Eugene Zaikonnikov wrote 06/14/2018 at 11:30 point

Cera package (white) VM2s come in several grades, as much of Soviet electronics. 1st grade is plain package, one dot under the name is 2nd grade, two dots - 3rd grade. Have to be downclocked accordingly to operate.

  Are you sure? yes | no

SHAOS wrote 06/14/2018 at 13:51 point

I was not able to run ceramic VM2 reliably even on ~0 Hz ;)

  Are you sure? yes | no

SHAOS wrote 04/08/2019 at 22:40 point

But on 1 MHz and up they are surprisingly running pretty well :)

  Are you sure? yes | no

jbroxson wrote 04/27/2018 at 21:26 point

...also since the 1801's are a bit hard to find, it might be interesting to build a mod around an FPGA (as Modzer0 mentioned)..  here is a project at OpenCores that would go a long ways to helping: https://opencores.org/project/w11

  Are you sure? yes | no

SHAOS wrote 04/28/2018 at 01:21 point

Actually 1801 is much easier to find than anything else PDP-11 related ;)
Three CPUs from this family 1801VM1 (SMD), 1801VM2 (with his CMOS version 1806VM2 in SMD package) and 1801VM3 (in DIP64!!!) are easily purchasable (but I'm currently focusing on black KR1801VM2)

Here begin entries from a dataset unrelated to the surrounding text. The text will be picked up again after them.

#![allow(dead_code)]

use std::cell::RefCell;
use std::rc::Rc;

use world_renderer::app::build_collaborators;
use world_renderer::assets::Assets;
use world_renderer::camera::Camera;
use world_renderer::demo::DemoWorld;
use world_renderer::error::RenderError;
use world_renderer::level::Player;
use world_renderer::renderer::backend::{
    Primitive, ProgramId, RenderBackend, RenderTarget, VertexLayout,
};
use world_renderer::renderer::batch3d::LineBatch;
use world_renderer::renderer::collaborators::{
    BlockWrapsRenderer, ChunksRenderer, EntitiesRenderer, GuidesRenderer, ModelBatch,
    ParticlesRenderer, PostProcessing, PrecipitationRenderer, TextsRenderer, WorldCollaborators,
};
use world_renderer::renderer::frustum::Frustum;
use world_renderer::renderer::recording::Command;
use world_renderer::renderer::shaders::ShaderRegistry;
use world_renderer::renderer::state::Viewport;
use world_renderer::renderer::{
    DrawContext, FrameInput, FrameStats, MeshModelBatch, RecordingBackend, ScenePostProcess,
    WorldRenderer,
};
use world_renderer::settings::RenderSettings;
use world_renderer::weather::WeatherPreset;

pub const VIEWPORT: Viewport = Viewport {
    width: 320,
    height: 180,
};
pub const DELTA: f32 = 1.0 / 60.0;

/// Names of the collaborator calls in the order the renderer made them.
pub type PassLog = Rc<RefCell<Vec<&'static str>>>;

pub struct Harness {
    pub backend: RecordingBackend,
    pub assets: Assets,
    pub world: DemoWorld,
    pub renderer: WorldRenderer,
    pub camera: Camera,
    pub settings: RenderSettings,
    /// Commands of the last frame.
    pub commands: Vec<Command>,
}

impl Harness {
    /// Demo world drawn by the collaborators the application uses.
    pub fn demo(settings: RenderSettings) -> Self {
        Self::build(settings, |backend, assets, world| {
            build_collaborators(backend, assets, world).unwrap()
        })
    }

    /// Demo world drawn by collaborators that only record being called.
    pub fn logged(settings: RenderSettings) -> (Self, PassLog) {
        let log = PassLog::default();
        let collaborators = logging_collaborators(&log);
        let harness = Self::build(settings, move |_, _, _| collaborators);
        (harness, log)
    }

    fn build(
        settings: RenderSettings,
        collaborators: impl FnOnce(
            &mut RecordingBackend,
            &mut Assets,
            &DemoWorld,
        ) -> WorldCollaborators,
    ) -> Self {
        let mut backend = RecordingBackend::new();
        let mut assets = Assets::new(ShaderRegistry::with_builtin_shaders());
        let world = DemoWorld::generate(632);
        let collaborators = collaborators(&mut backend, &mut assets, &world);
        let renderer =
            WorldRenderer::new(&mut backend, &mut assets, &settings, collaborators).unwrap();
        let camera = world.spawn_camera(1.4);
        backend.take_commands();
        Self {
            backend,
            assets,
            world,
            renderer,
            camera,
            settings,
            commands: Vec::new(),
        }
    }

    pub fn try_frame(&mut self) -> Result<FrameStats, RenderError> {
        let stats = {
            let mut pctx = DrawContext::new(&mut self.backend, VIEWPORT);
            pctx.clear(Some([0.0, 0.0, 0.0, 1.0]), true);
            self.renderer.draw(
                &mut pctx,
                &mut self.assets,
                FrameInput {
                    camera: &mut self.camera,
                    player: &self.world.player,
                    level: &self.world.level,
                    settings: &self.settings,
                    hud_visible: true,
                    pause: false,
                    delta: DELTA,
                },
            )
        };
        self.commands = self.backend.take_commands();
        stats
    }

    pub fn frame(&mut self) -> FrameStats {
        self.try_frame().unwrap()
    }

    pub fn count(&self, matches: impl Fn(&Command) -> bool) -> usize {
        self.commands
            .iter()
            .filter(|command| matches(command))
            .count()
    }
}

struct Logger(PassLog);

impl Logger {
    fn push(&self, name: &'static str) {
        self.0.borrow_mut().push(name);
    }
}

impl ChunksRenderer for Logger {
    fn update(&mut self, _: &mut dyn RenderBackend) {
        self.push("chunks.update");
    }

    fn draw_chunks(
        &mut self,
        _: &mut DrawContext<'_>,
        _: &Camera,
        _: ProgramId,
        _: Option<&Frustum>,
    ) {
        self.push("chunks.opaque");
    }

    fn draw_shadows_pass(&mut self, _: &mut DrawContext<'_>, _: &Camera, _: ProgramId, _: &Camera) {
        self.push("chunks.shadows");
    }

    fn draw_sorted_meshes(&mut self, _: &mut DrawContext<'_>, _: &Camera, _: ProgramId) {
        self.push("chunks.translucent");
    }
}

impl EntitiesRenderer for Logger {
    fn render(&mut self, _: &mut dyn ModelBatch, _: &Assets, _: Option<&Frustum>, _: f32, _: bool) {
        self.push("entities");
    }

    fn render_debug(&mut self, _: &mut DrawContext<'_>, _: &mut LineBatch, _: Option<&Frustum>) {
        self.push("entities.debug");
    }
}

impl ParticlesRenderer for Logger {
    fn render(&mut self, _: &mut DrawContext<'_>, _: &Camera, _: ProgramId, _: f32) {
        self.push("particles");
    }
}

impl PrecipitationRenderer for Logger {
    fn render(
        &mut self,
        ctx: &mut DrawContext<'_>,
        _: &Camera,
        program: ProgramId,
        _: f32,
        _: &WeatherPreset,
    ) {
        self.push("precipitation");
        // Empty draw marking where precipitation lands in the command stream.
        ctx.backend()
            .draw_vertices(program, Primitive::Points, VertexLayout::Batch, &[]);
    }
}

impl TextsRenderer for Logger {
    fn render(&mut self, _: &mut DrawContext<'_>, _: &Camera, _: bool, front_layer: bool) {
        self.push(if front_layer { "texts.front" } else { "texts" });
    }
}

impl BlockWrapsRenderer for Logger {
    fn draw(&mut self, _: &mut DrawContext<'_>, _: &Player, _: ProgramId) {
        self.push("block_wraps");
    }
}

impl GuidesRenderer for Logger {
    fn render_debug_lines(
        &mut self,
        _: &mut DrawContext<'_>,
        _: &Camera,
        _: &mut LineBatch,
        _: ProgramId,
        _: bool,
    ) {
        self.push("guides");
    }
}

/// Real scene targets, with every call logged.
struct LoggedPostProcess {
    inner: ScenePostProcess,
    log: Logger,
}

impl PostProcessing for LoggedPostProcess {
    fn use_target(&mut self, ctx: &mut DrawContext<'_>, deferred: bool) {
        self.log.push("post.use_target");
        self.inner.use_target(ctx, deferred);
    }

    fn render_deferred_shading(
        &mut self,
        ctx: &mut DrawContext<'_>,
        assets: &Assets,
        timer: f32,
        camera: &Camera,
    ) -> Result<(), RenderError> {
        self.log.push("post.deferred");
        self.inner.render_deferred_shading(ctx, assets, timer, camera)
    }

    fn bind_depth_buffer(&mut self, backend: &mut dyn RenderBackend) -> RenderTarget {
        self.log.push("post.bind_depth");
        self.inner.bind_depth_buffer(backend)
    }

    fn framebuffer_target(&self) -> RenderTarget {
        self.inner.framebuffer_target()
    }

    fn render(
        &mut self,
        ctx: &mut DrawContext<'_>,
        assets: &Assets,
        timer: f32,
        camera: &Camera,
    ) -> Result<(), RenderError> {
        self.log.push("post.composite");
        self.inner.render(ctx, assets, timer, camera)
    }
}

pub fn logging_collaborators(log: &PassLog) -> WorldCollaborators {
    let logger = || Box::new(Logger(log.clone()));
    WorldCollaborators {
        chunks: logger(),
        entities: logger(),
        model_batch: Box::new(MeshModelBatch::new()),
        particles: logger(),
        precipitation: logger(),
        texts: logger(),
        block_wraps: logger(),
        guides: logger(),
        post_processing: Box::new(LoggedPostProcess {
            inner: ScenePostProcess::new(),
            log: Logger(log.clone()),
        }),
    }
}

Math co-processor 1801VM4 is not so easy to find - the same as more advanced Soviet PDP-11 chips - especially if they are still in use by Russian military...

  Are you sure? yes | no

Modzer0 wrote 04/28/2018 at 01:34 point

The only ones I've seen on ebay at the moment are KM1801VM2. That's from the US, other locations may have different results.

  Are you sure? yes | no

SHAOS wrote 04/28/2018 at 01:54 point

As I already said below - I bought all black ones already :)

I did this on impulse when I realized that all black VM2s that I have are running successfully through my tests ;)

So I will include tested VM2 with every kit if I will sell the kit :)

White ones (KM1801VM2 from late 80s) are still available on eBay, but I have problems to make them work reliably (may be I'm doing something wrong - for example handshake has to be delayed for earlier exemplars and so on - I'll do more experiments later with CPU board that I'm drawing right now)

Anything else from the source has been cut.